Artist's impression of Dawn probe in space. Image credit: William K. Hartmann and UCLA.
Dawn is a NASA probe designed to explore the dwarf planet Ceres and the second largest asteroid, Vesta. Dawn was originally scheduled for launch in June 2006, was cancelled in March 2006 for budgetary reasons, but was then reinstated and finally launched on September 27, 2007, by a Delta II rocket from Cape Canaveral Air Force Station.
Dawn arrived at Vesta and went into orbit around it on July 15, 2011. It remained around Vesta for more than a year before firing its ion engines just over a year later and setting course for a rendezvous with Ceres in 2015. A web video celebrating Dawn's "greatest hits" at Vesta is available at this NASA webpage.
The probe's instruments are designed to measure the exact mass, shape, and spin of Vesta and Ceres from orbits 100 to 800 km high, record their magnetization and composition, use gravity and magnetic data to determine the size of any metallic core, and use infrared and gamma-ray spectroscopy to search for water-bearing minerals. Flybys of more than a dozen other asteroids are planned along the way.

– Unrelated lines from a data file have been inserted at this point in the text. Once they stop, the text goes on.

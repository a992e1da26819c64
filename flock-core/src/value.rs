//! Tabular state-value function.
use crate::{
    error::{ensure_finite, FlockError},
    StateIndex,
};

/// One state value per (agent, state index).
///
/// The table is zero-initialized, has a fixed size for the whole run, and is
/// mutated only by [`ValueTable::update`]. No clipping or normalization is
/// applied; a diverging table means the learning rate is mis-tuned.
#[derive(Debug, Clone, PartialEq)]
pub struct ValueTable {
    n_states: usize,
    values: Vec<Vec<f64>>,
}

impl ValueTable {
    /// Constructs a zero-initialized table for `n_agents` agents.
    pub fn new(n_agents: usize, n_states: usize) -> Self {
        Self {
            n_states,
            values: vec![vec![0.0; n_states]; n_agents],
        }
    }

    /// Number of agents.
    pub fn n_agents(&self) -> usize {
        self.values.len()
    }

    /// Number of states per agent.
    pub fn n_states(&self) -> usize {
        self.n_states
    }

    /// Current estimate `V_agent(index)`.
    pub fn get(&self, agent: usize, index: StateIndex) -> Result<f64, FlockError> {
        let ix = self.check_index(index)?;
        Ok(self.row(agent)?[ix])
    }

    /// Temporal-difference update, `V_agent(index) += learning_rate * delta`.
    pub fn update(
        &mut self,
        agent: usize,
        index: StateIndex,
        delta: f64,
        learning_rate: f64,
    ) -> Result<(), FlockError> {
        ensure_finite("TD error", delta)?;
        ensure_finite("value learning rate", learning_rate)?;
        let ix = self.check_index(index)?;
        let n_agents = self.n_agents();
        let row = self
            .values
            .get_mut(agent)
            .ok_or(FlockError::AgentOutOfRange { agent, n_agents })?;
        row[ix] += learning_rate * delta;
        Ok(())
    }

    /// All values of an agent, in state index order.
    pub fn row(&self, agent: usize) -> Result<&[f64], FlockError> {
        self.values
            .get(agent)
            .map(Vec::as_slice)
            .ok_or(FlockError::AgentOutOfRange {
                agent,
                n_agents: self.n_agents(),
            })
    }

    fn check_index(&self, index: StateIndex) -> Result<usize, FlockError> {
        let ix = index.value();
        if ix < self.n_states {
            Ok(ix)
        } else {
            Err(FlockError::StateIndexOutOfRange {
                index: ix,
                n_states: self.n_states,
            })
        }
    }
}

#[cfg(test)]
mod tests {
    use super::*;
    use crate::StateIndexCodec;

    fn codec() -> StateIndexCodec {
        StateIndexCodec::new(2, 1).unwrap()
    }

    #[test]
    fn test_zero_initialized() -> Result<(), FlockError> {
        let codec = codec();
        let table = ValueTable::new(3, codec.n_states());
        for agent in 0..3 {
            for ix in codec.indices() {
                assert_eq!(table.get(agent, ix)?, 0.0);
            }
        }
        Ok(())
    }

    #[test]
    fn test_update_touches_one_entry() -> Result<(), FlockError> {
        let codec = codec();
        let mut table = ValueTable::new(2, codec.n_states());
        let ix = codec.index(2)?;
        table.update(1, ix, 2.0, 0.25)?;
        table.update(1, ix, 2.0, 0.25)?;

        assert_eq!(table.get(1, ix)?, 1.0);
        assert_eq!(table.row(0)?, &[0.0; 4]);
        assert_eq!(table.row(1)?, &[0.0, 0.0, 1.0, 0.0]);
        Ok(())
    }

    #[test]
    fn test_zero_delta_is_noop() -> Result<(), FlockError> {
        let codec = codec();
        let mut table = ValueTable::new(1, codec.n_states());
        let ix = codec.index(1)?;
        table.update(0, ix, 0.5, 1.0)?;
        let before = table.clone();
        table.update(0, ix, 0.0, 0.1)?;
        assert_eq!(table, before);
        Ok(())
    }

    #[test]
    fn test_out_of_range() -> Result<(), FlockError> {
        let mut table = ValueTable::new(1, 4);
        let big = StateIndexCodec::new(3, 1)?.index(7)?;
        assert_eq!(
            table.get(0, big),
            Err(FlockError::StateIndexOutOfRange {
                index: 7,
                n_states: 4
            })
        );
        let ix = codec().index(0)?;
        assert_eq!(
            table.update(1, ix, 1.0, 1.0),
            Err(FlockError::AgentOutOfRange {
                agent: 1,
                n_agents: 1
            })
        );
        Ok(())
    }

    #[test]
    fn test_rejects_non_finite() -> Result<(), FlockError> {
        let mut table = ValueTable::new(1, 4);
        let ix = codec().index(0)?;
        assert!(matches!(
            table.update(0, ix, f64::NAN, 0.1),
            Err(FlockError::NonFinite { .. })
        ));
        assert!(matches!(
            table.update(0, ix, 1.0, f64::INFINITY),
            Err(FlockError::NonFinite { .. })
        ));
        assert_eq!(table.get(0, ix)?, 0.0);
        Ok(())
    }
}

Dawn carries three science instruments: a visible camera, a visible and infrared mapping spectrometer, and a gamma-ray and neutron spectrometer. In addition to these instruments, radiometric and optical navigation data will provide data relating to the gravity field and thus bulk properties and internal structure of the two bodies.
Dawn's ion propulsion
Dawn is equipped with three 30-centmeter-diameter (12-inch) ion thrust units (called XIPS), each movable in two axes to allow for migration of the spacecraft's center of mass during the mission. This also allows the attitude control system to use the ion thrusters to help control spacecraft attitude.
A total of three units are needed to provide enough thruster lifetime to complete the mission and still have adequate reserve. However, only one thruster will be operate at any given time. Dawn will use ion propulsion for years at a time, with interruptions of only a few hours each week to turn to point its antenna to Earth. Total thrust time through the mission will be about 2,100 days, well in excess of Deep Space 1's 678 days of ion propulsion operation.
At maximum thrust, each engine produces a total of 91 millinewtons – about the amount of force involved in holding a single piece of notebook paper in your hand. At maximum throttle, it would take Dawn's system four days to accelerate from 0 to 60 miles per hour. As slight as that might seem, over the course of the mission the total change in velocity from ion propulsion will be comparable to the push provided by the Delta II rocket that carried it into space – all nine solid-fuel boosters, plus the Delta's first, second and third stages. This is because the ion propulsion system will operate for thousands of days, instead of the minutes during which the Delta performs.